The Government provides extra support for these children through Pupil Premium funding. The following information is taken from the DFE website (further information can be found on this website)
Pupil Premium is allocated to schools and is clearly identifiable. It is for schools to decide how the Pupil Premium, allocated to schools per FSM pupil, is spent, since they are best placed to assess what additional provision should be made for the individual pupils within their responsibility.
Barriers to learning
A group of KS2 pupils were surveyed. Here is what they said about barriers and challenge for themselves and other pupils:
- “Sometimes I find things hard and I get angry. It’s up to me to change this. I go out with Mrs Roberts to discuss things with her and that’s really working.”

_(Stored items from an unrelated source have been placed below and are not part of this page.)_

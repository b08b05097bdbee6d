//! Ambient HTTP surface: `/healthz`, `/readyz`, `/metrics`.
//!
//! `/healthz` reports process liveness only. `/readyz` additionally checks
//! the local sqlite pool and at least one connected relay, so an
//! orchestrator can gate traffic on actual readiness rather than just the
//! process being alive.

use std::sync::Arc;

use axum::extract::State;
use axum::http::StatusCode;
use axum::routing::get;
use axum::Router;
use prometheus::{Encoder, TextEncoder};
use sqlx::sqlite::SqlitePool;
use tokio::net::TcpListener;

#[derive(Clone)]
pub struct ServerState {
    pub db: SqlitePool,
    pub relay_connected: Arc<std::sync::atomic::AtomicBool>,
}

pub fn router(state: ServerState) -> Router {
    Router::new()
        .route("/healthz", get(healthz))
        .route("/readyz", get(readyz))
        .route("/metrics", get(metrics))
        .with_state(state)
}

pub async fn serve(bind_addr: &str, state: ServerState) -> eyre::Result<()> {
    let listener = TcpListener::bind(bind_addr).await?;
    tracing::info!(bind_addr, "rider http server listening");
    crate::metrics::UP.set(1.0);
    axum::serve(listener, router(state)).await?;
    Ok(())
}

async fn healthz() -> StatusCode {
    StatusCode::OK
}

async fn readyz(State(state): State<ServerState>) -> StatusCode {
    let db_ok = sqlx::query("SELECT 1").fetch_one(&state.db).await.is_ok();
    let relay_ok = state.relay_connected.load(std::sync::atomic::Ordering::Relaxed);
    if db_ok && relay_ok {
        StatusCode::OK
    } else {
        StatusCode::SERVICE_UNAVAILABLE
    }
}

async fn metrics() -> (StatusCode, String) {
    let encoder = TextEncoder::new();
    let metric_families = prometheus::gather();
    let mut buffer = Vec::new();
    if encoder.encode(&metric_families, &mut buffer).is_err() {
        return (StatusCode::INTERNAL_SERVER_ERROR, String::new());
    }
    (StatusCode::OK, String::from_utf8_lossy(&buffer).into_owned())
}
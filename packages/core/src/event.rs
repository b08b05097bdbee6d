//! Signed event codec: canonical id hashing, Schnorr signing, and verification.
//!
//! Wire shape mirrors the Nostr event family: `id` is the SHA-256 of the
//! canonical six-field JSON array `[0, pubkey, created_at, kind, tags, content]`,
//! and `sig` is a Schnorr signature over `id` under `pubkey` (BIP-340, secp256k1).

use secp256k1::hashes::sha256 as secp_sha256;
use secp256k1::schnorr::Signature;
use secp256k1::{Keypair, Message, Secp256k1, SecretKey, XOnlyPublicKey};
use serde::{Deserialize, Serialize};
use serde_json::{json, Value};
use thiserror::Error;

use crate::hash::sha256;
use crate::types::Id32;

#[derive(Debug, Error)]
pub enum CodecError {
    #[error("malformed event: {0}")]
    Malformed(String),
    #[error("signature verification failed")]
    BadSignature,
    #[error("json error: {0}")]
    Json(#[from] serde_json::Error),
    #[error("secp256k1 error: {0}")]
    Secp(#[from] secp256k1::Error),
}

pub type Tag = Vec<String>;

/// An unsigned event draft, filled in by the caller and signed by [`sign`].
#[derive(Debug, Clone, Serialize, Deserialize)]
pub struct EventDraft {
    pub pubkey: Id32,
    pub created_at: i64,
    pub kind: u32,
    pub tags: Vec<Tag>,
    pub content: String,
}

/// A signed, wire-ready event.
#[derive(Debug, Clone, Serialize, Deserialize)]
pub struct Event {
    pub id: Id32,
    pub pubkey: Id32,
    pub created_at: i64,
    pub kind: u32,
    pub tags: Vec<Tag>,
    pub content: String,
    pub sig: String,
}

impl Event {
    /// First value of the given tag name, e.g. `tag_value("e")` for `#e`.
    pub fn tag_value(&self, name: &str) -> Option<&str> {
        self.tags
            .iter()
            .find(|t| t.first().map(String::as_str) == Some(name))
            .and_then(|t| t.get(1))
            .map(String::as_str)
    }

    pub fn tag_values(&self, name: &str) -> Vec<&str> {
        self.tags
            .iter()
            .filter(|t| t.first().map(String::as_str) == Some(name))
            .filter_map(|t| t.get(1))
            .map(String::as_str)
            .collect()
    }
}

/// Canonical JSON bytes for the six-field array used in id hashing. A
/// hand-rolled array is required here (not a derived `Serialize`) because the
/// wire form is positional, not a struct with named fields.
fn canonical_bytes(draft: &EventDraft) -> Vec<u8> {
    let value = json!([
        0,
        draft.pubkey.to_hex(),
        draft.created_at,
        draft.kind,
        draft.tags,
        draft.content,
    ]);
    canonical_json(&value).into_bytes()
}

/// Serializes with no insignificant whitespace and preserves key/array order
/// exactly as constructed (serde_json's default compact writer already does
/// this for arrays; this wrapper exists so future escaping rules have one
/// call site).
fn canonical_json(value: &Value) -> String {
    serde_json::to_string(value).expect("json::Value always serializes")
}

pub fn compute_id(draft: &EventDraft) -> Id32 {
    Id32(sha256(&canonical_bytes(draft)))
}

/// Derives the x-only public key identity for a secret key, the same
/// derivation `sign` checks `draft.pubkey` against. Lets callers build a
/// signing identity from one configured secret key without repeating the
/// `Keypair`/`x_only_public_key` dance at every call site.
pub fn pubkey_of(secret_key: &SecretKey) -> Id32 {
    let secp = Secp256k1::signing_only();
    let keypair = Keypair::from_secret_key(&secp, secret_key);
    let (xonly, _parity) = keypair.x_only_public_key();
    Id32(xonly.serialize())
}

/// Sign a draft, producing a wire-ready [`Event`].
pub fn sign(draft: EventDraft, secret_key: &SecretKey) -> Result<Event, CodecError> {
    let secp = Secp256k1::signing_only();
    let keypair = Keypair::from_secret_key(&secp, secret_key);
    let (xonly, _parity) = keypair.x_only_public_key();
    let derived_pub = Id32(xonly.serialize());
    if derived_pub != draft.pubkey {
        return Err(CodecError::Malformed(
            "draft.pubkey does not match signer".into(),
        ));
    }

    let id = compute_id(&draft);
    let msg = Message::from_digest(id.0);
    let sig = secp.sign_schnorr(&msg, &keypair);

    Ok(Event {
        id,
        pubkey: draft.pubkey,
        created_at: draft.created_at,
        kind: draft.kind,
        tags: draft.tags,
        content: draft.content,
        sig: hex::encode(sig.as_ref()),
    })
}

/// Recompute the id and check the Schnorr signature against `pubkey`.
pub fn verify(event: &Event) -> Result<(), CodecError> {
    let draft = EventDraft {
        pubkey: event.pubkey,
        created_at: event.created_at,
        kind: event.kind,
        tags: event.tags.clone(),
        content: event.content.clone(),
    };
    let expected_id = compute_id(&draft);
    if expected_id != event.id {
        return Err(CodecError::Malformed("id does not match content".into()));
    }

    let secp = Secp256k1::verification_only();
    let xonly = XOnlyPublicKey::from_slice(&event.pubkey.0)?;
    let sig_bytes = hex::decode(&event.sig)
        .map_err(|e| CodecError::Malformed(format!("invalid sig hex: {e}")))?;
    let sig = Signature::from_slice(&sig_bytes)?;
    let msg = Message::from_digest(event.id.0);

    secp.verify_schnorr(&sig, &msg, &xonly)
        .map_err(|_| CodecError::BadSignature)
}

/// Used internally for Schnorr message construction; re-exported so callers
/// needing a raw digest type don't pull in `secp256k1::hashes` themselves.
pub type Sha256Hash = secp_sha256::Hash;

#[cfg(test)]
mod tests {
    use super::*;
    use rand::rngs::OsRng;

    fn test_keypair() -> (SecretKey, Id32) {
        let secp = Secp256k1::new();
        let (sk, _pk) = secp.generate_keypair(&mut OsRng);
        let keypair = Keypair::from_secret_key(&secp, &sk);
        let (xonly, _) = keypair.x_only_public_key();
        (sk, Id32(xonly.serialize()))
    }

    fn draft(pubkey: Id32) -> EventDraft {
        EventDraft {
            pubkey,
            created_at: 1_700_000_000,
            kind: 30101,
            tags: vec![vec!["g".into(), "9q8yy".into()]],
            content: "{}".into(),
        }
    }

    #[test]
    fn sign_then_verify_round_trips() {
        let (sk, pk) = test_keypair();
        let event = sign(draft(pk), &sk).unwrap();
        verify(&event).unwrap();
    }

    #[test]
    fn tampering_with_content_breaks_verification() {
        let (sk, pk) = test_keypair();
        let mut event = sign(draft(pk), &sk).unwrap();
        event.content = "{\"tampered\":true}".into();
        assert!(verify(&event).is_err());
    }

    #[test]
    fn wrong_signer_is_rejected_before_signing() {
        let (sk, _pk) = test_keypair();
        let (_other_sk, other_pk) = test_keypair();
        assert!(sign(draft(other_pk), &sk).is_err());
    }

    #[test]
    fn compute_id_is_deterministic() {
        let (_sk, pk) = test_keypair();
        let d = draft(pk);
        assert_eq!(compute_id(&d), compute_id(&d));
    }

    #[test]
    fn tag_value_finds_first_match() {
        let (sk, pk) = test_keypair();
        let event = sign(draft(pk), &sk).unwrap();
        assert_eq!(event.tag_value("g"), Some("9q8yy"));
        assert_eq!(event.tag_value("e"), None);
    }
}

- “In maths I think of different methods in my journal.”
- “I extend my learning by writing an explanation.”
- “My teacher asks tricky questions. My teachers asks me to apply what I have learned to something different”
- “When I finish my work I am asked to up level it. I like to think outside outside the box”
- “Talk about things with Mrs Sears to make our friendships better”
Our pupils that are eligible for pupil premium funding face many barriers that affect their learning and general development.
- Limited access to language
- Poor literacy levels
- Poor attendance
- Low aspirations
- Low expectations
- Narrow experience of life outside school
- Difficulty being self-confident and resilient.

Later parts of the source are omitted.